■ **Aim of the exercise**
Across all the entries, how many lines hold "offset"? Answer with that number and nothing else.

■ **Data to use**
▼▼▼

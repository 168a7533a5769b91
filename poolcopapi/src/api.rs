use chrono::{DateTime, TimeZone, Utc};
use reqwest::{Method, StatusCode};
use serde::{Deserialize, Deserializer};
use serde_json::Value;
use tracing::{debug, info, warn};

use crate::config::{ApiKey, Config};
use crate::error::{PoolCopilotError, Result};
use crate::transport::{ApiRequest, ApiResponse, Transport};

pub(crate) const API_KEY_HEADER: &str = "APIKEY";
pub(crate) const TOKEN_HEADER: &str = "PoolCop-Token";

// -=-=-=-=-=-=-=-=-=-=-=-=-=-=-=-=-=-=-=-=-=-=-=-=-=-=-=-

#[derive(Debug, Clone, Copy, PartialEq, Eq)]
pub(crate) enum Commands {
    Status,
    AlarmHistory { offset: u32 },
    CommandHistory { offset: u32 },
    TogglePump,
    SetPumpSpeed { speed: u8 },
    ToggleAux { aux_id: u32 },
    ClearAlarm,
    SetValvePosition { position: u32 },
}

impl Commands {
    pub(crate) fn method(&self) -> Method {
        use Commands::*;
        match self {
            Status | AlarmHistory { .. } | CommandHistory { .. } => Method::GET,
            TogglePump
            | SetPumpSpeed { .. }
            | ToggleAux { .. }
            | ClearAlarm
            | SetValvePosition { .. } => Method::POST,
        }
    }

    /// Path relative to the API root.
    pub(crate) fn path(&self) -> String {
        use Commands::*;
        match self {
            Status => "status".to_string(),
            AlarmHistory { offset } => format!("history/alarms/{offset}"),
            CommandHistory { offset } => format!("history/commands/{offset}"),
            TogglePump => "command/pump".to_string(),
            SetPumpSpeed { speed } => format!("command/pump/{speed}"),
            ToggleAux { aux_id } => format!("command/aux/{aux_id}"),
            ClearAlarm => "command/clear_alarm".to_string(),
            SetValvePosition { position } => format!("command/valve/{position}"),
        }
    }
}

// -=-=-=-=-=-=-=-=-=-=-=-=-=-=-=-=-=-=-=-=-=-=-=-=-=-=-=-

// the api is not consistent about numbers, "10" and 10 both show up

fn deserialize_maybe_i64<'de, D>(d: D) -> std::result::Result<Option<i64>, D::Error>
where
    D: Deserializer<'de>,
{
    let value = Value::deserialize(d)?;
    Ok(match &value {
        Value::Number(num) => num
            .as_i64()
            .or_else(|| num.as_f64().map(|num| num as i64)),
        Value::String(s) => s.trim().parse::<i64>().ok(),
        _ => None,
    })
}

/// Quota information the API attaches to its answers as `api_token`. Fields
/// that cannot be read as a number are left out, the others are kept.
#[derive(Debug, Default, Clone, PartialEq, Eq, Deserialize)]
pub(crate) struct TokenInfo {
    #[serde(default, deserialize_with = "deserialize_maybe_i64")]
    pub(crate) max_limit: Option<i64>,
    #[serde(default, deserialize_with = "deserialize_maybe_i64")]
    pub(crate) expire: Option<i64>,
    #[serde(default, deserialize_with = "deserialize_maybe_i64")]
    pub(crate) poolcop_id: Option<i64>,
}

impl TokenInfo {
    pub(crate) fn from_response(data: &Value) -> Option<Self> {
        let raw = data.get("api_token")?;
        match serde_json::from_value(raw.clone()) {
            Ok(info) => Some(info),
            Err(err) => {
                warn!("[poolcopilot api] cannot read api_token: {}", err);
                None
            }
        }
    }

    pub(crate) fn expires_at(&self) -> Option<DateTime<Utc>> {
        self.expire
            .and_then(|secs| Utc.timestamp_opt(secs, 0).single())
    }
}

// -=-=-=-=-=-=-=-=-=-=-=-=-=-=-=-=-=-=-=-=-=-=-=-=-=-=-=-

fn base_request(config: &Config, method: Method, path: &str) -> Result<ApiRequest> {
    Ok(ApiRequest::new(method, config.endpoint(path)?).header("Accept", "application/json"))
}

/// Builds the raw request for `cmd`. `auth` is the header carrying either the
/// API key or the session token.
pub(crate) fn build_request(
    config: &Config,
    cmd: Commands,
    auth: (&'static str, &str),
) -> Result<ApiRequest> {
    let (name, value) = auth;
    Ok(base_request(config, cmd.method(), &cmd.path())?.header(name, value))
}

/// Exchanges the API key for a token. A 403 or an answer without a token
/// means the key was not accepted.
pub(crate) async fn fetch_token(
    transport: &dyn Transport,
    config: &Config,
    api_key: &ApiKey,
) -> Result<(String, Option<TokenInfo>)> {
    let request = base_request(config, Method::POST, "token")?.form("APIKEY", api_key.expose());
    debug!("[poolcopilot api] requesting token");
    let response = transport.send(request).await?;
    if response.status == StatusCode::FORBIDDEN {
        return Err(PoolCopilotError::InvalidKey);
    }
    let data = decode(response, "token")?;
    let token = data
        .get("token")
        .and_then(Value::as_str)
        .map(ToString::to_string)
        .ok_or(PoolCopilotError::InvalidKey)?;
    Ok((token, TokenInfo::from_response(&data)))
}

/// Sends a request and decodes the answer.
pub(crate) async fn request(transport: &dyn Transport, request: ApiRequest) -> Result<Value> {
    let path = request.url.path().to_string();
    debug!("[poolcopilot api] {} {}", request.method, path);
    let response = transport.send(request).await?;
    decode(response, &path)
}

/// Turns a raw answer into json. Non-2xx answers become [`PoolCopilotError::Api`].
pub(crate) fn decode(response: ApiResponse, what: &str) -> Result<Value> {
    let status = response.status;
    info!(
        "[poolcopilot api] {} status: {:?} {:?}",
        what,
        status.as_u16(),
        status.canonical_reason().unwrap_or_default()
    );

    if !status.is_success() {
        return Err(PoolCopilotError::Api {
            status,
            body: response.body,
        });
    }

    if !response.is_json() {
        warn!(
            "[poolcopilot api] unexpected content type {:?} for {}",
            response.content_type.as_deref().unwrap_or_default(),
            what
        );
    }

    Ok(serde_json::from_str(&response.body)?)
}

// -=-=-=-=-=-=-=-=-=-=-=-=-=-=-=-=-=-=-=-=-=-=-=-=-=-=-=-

▲▲▲

■ **Worked solution**
4